Could you copy out every line of the data where the word "check" occurs?

[Extracted records]
=== Section Start ===
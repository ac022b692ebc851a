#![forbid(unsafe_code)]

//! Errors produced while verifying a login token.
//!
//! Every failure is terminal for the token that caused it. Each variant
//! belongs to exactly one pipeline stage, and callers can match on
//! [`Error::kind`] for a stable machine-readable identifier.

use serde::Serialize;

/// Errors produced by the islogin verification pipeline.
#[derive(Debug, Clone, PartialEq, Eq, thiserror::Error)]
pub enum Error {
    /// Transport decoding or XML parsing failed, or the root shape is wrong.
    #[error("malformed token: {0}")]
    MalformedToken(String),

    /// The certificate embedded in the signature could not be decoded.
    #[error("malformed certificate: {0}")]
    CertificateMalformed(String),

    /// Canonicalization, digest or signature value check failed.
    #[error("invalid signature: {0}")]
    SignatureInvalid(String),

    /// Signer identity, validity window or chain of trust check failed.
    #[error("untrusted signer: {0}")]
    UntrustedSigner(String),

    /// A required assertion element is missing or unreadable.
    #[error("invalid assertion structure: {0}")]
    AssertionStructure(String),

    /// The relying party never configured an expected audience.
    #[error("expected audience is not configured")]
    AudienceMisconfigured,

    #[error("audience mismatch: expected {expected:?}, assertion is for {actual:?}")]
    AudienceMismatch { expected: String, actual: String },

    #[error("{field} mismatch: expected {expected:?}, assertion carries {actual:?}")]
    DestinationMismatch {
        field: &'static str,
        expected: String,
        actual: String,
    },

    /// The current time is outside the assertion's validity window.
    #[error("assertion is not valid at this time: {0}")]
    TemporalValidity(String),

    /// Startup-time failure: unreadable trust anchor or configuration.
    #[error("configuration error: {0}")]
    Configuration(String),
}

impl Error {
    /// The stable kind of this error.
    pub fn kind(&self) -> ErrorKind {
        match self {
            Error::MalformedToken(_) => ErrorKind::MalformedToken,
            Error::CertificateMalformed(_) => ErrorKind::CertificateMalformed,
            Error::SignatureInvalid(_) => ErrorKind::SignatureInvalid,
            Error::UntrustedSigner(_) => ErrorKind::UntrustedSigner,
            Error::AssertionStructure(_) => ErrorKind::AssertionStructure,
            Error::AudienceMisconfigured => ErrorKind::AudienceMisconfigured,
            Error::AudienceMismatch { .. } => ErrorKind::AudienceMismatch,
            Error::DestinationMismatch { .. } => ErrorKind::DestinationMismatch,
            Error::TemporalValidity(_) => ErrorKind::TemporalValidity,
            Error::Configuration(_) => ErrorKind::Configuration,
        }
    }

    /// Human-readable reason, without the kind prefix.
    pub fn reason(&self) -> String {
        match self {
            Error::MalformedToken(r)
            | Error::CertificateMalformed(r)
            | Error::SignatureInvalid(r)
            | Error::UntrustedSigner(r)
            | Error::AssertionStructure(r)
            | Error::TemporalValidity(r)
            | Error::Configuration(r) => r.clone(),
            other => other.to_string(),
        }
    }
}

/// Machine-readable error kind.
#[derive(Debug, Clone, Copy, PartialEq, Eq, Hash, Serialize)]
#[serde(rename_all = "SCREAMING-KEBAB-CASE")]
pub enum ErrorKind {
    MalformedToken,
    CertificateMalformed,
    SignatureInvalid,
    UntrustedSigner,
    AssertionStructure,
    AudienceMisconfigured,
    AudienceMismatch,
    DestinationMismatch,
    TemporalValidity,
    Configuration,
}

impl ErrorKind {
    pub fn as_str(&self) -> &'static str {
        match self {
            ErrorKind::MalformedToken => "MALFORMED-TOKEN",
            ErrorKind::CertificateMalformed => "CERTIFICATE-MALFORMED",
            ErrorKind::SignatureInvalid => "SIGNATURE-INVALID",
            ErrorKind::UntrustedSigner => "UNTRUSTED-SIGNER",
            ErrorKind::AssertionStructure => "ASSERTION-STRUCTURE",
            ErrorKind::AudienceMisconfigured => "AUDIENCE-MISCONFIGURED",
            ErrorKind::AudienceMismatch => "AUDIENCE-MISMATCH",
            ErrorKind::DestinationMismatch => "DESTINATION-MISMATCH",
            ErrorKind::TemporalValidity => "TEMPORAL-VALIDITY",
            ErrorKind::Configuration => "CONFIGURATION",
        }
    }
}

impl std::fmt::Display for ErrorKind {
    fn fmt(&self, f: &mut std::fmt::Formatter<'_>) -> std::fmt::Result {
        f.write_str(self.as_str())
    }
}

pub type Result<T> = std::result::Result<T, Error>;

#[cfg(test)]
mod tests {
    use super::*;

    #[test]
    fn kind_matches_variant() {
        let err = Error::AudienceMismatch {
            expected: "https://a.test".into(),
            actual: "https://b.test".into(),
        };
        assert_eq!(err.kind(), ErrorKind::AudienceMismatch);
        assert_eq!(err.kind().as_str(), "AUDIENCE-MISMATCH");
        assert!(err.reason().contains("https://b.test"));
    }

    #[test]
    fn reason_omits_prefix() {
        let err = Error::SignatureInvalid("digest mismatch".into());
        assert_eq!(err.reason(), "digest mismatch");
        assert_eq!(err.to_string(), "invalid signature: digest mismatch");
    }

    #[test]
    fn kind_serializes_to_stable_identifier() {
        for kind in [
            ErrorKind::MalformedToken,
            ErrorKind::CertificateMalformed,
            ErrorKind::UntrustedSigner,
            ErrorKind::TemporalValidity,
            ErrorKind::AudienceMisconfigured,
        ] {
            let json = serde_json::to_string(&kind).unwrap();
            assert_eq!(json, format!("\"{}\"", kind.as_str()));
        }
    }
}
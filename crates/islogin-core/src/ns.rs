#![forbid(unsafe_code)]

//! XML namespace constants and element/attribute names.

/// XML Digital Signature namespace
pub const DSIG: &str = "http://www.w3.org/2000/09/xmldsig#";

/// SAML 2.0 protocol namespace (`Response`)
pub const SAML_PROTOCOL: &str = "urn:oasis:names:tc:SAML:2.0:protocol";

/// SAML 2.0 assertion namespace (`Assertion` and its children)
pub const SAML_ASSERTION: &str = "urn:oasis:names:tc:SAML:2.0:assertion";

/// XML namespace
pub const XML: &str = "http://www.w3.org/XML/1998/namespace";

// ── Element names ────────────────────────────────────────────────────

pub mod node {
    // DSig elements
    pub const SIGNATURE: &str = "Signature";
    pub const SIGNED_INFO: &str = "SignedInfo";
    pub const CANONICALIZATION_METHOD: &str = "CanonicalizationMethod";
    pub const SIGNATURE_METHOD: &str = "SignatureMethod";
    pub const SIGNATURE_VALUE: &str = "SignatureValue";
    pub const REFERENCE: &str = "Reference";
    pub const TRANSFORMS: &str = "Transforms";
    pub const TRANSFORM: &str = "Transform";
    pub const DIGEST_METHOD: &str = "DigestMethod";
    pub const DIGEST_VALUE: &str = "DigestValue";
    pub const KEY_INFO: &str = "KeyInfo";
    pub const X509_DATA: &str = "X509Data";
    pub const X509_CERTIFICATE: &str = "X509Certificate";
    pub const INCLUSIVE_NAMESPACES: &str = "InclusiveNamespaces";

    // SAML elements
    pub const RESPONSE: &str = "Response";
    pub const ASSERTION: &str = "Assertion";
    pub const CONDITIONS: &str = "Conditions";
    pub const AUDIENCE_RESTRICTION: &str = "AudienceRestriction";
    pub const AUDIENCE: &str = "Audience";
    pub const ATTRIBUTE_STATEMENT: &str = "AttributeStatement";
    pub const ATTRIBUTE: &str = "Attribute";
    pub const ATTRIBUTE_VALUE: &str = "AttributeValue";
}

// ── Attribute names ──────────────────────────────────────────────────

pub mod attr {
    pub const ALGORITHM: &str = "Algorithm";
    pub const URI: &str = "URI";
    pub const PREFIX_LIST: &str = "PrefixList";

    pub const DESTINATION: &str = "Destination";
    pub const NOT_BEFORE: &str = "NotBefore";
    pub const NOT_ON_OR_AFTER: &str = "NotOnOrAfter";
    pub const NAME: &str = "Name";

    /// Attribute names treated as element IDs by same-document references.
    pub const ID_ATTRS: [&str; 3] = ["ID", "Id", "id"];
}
=== Section End ===
■ Result for this exercise ■
    /// Canonicalization, digest or signature value check failed.
    /// Signer identity, validity window or chain of trust check failed.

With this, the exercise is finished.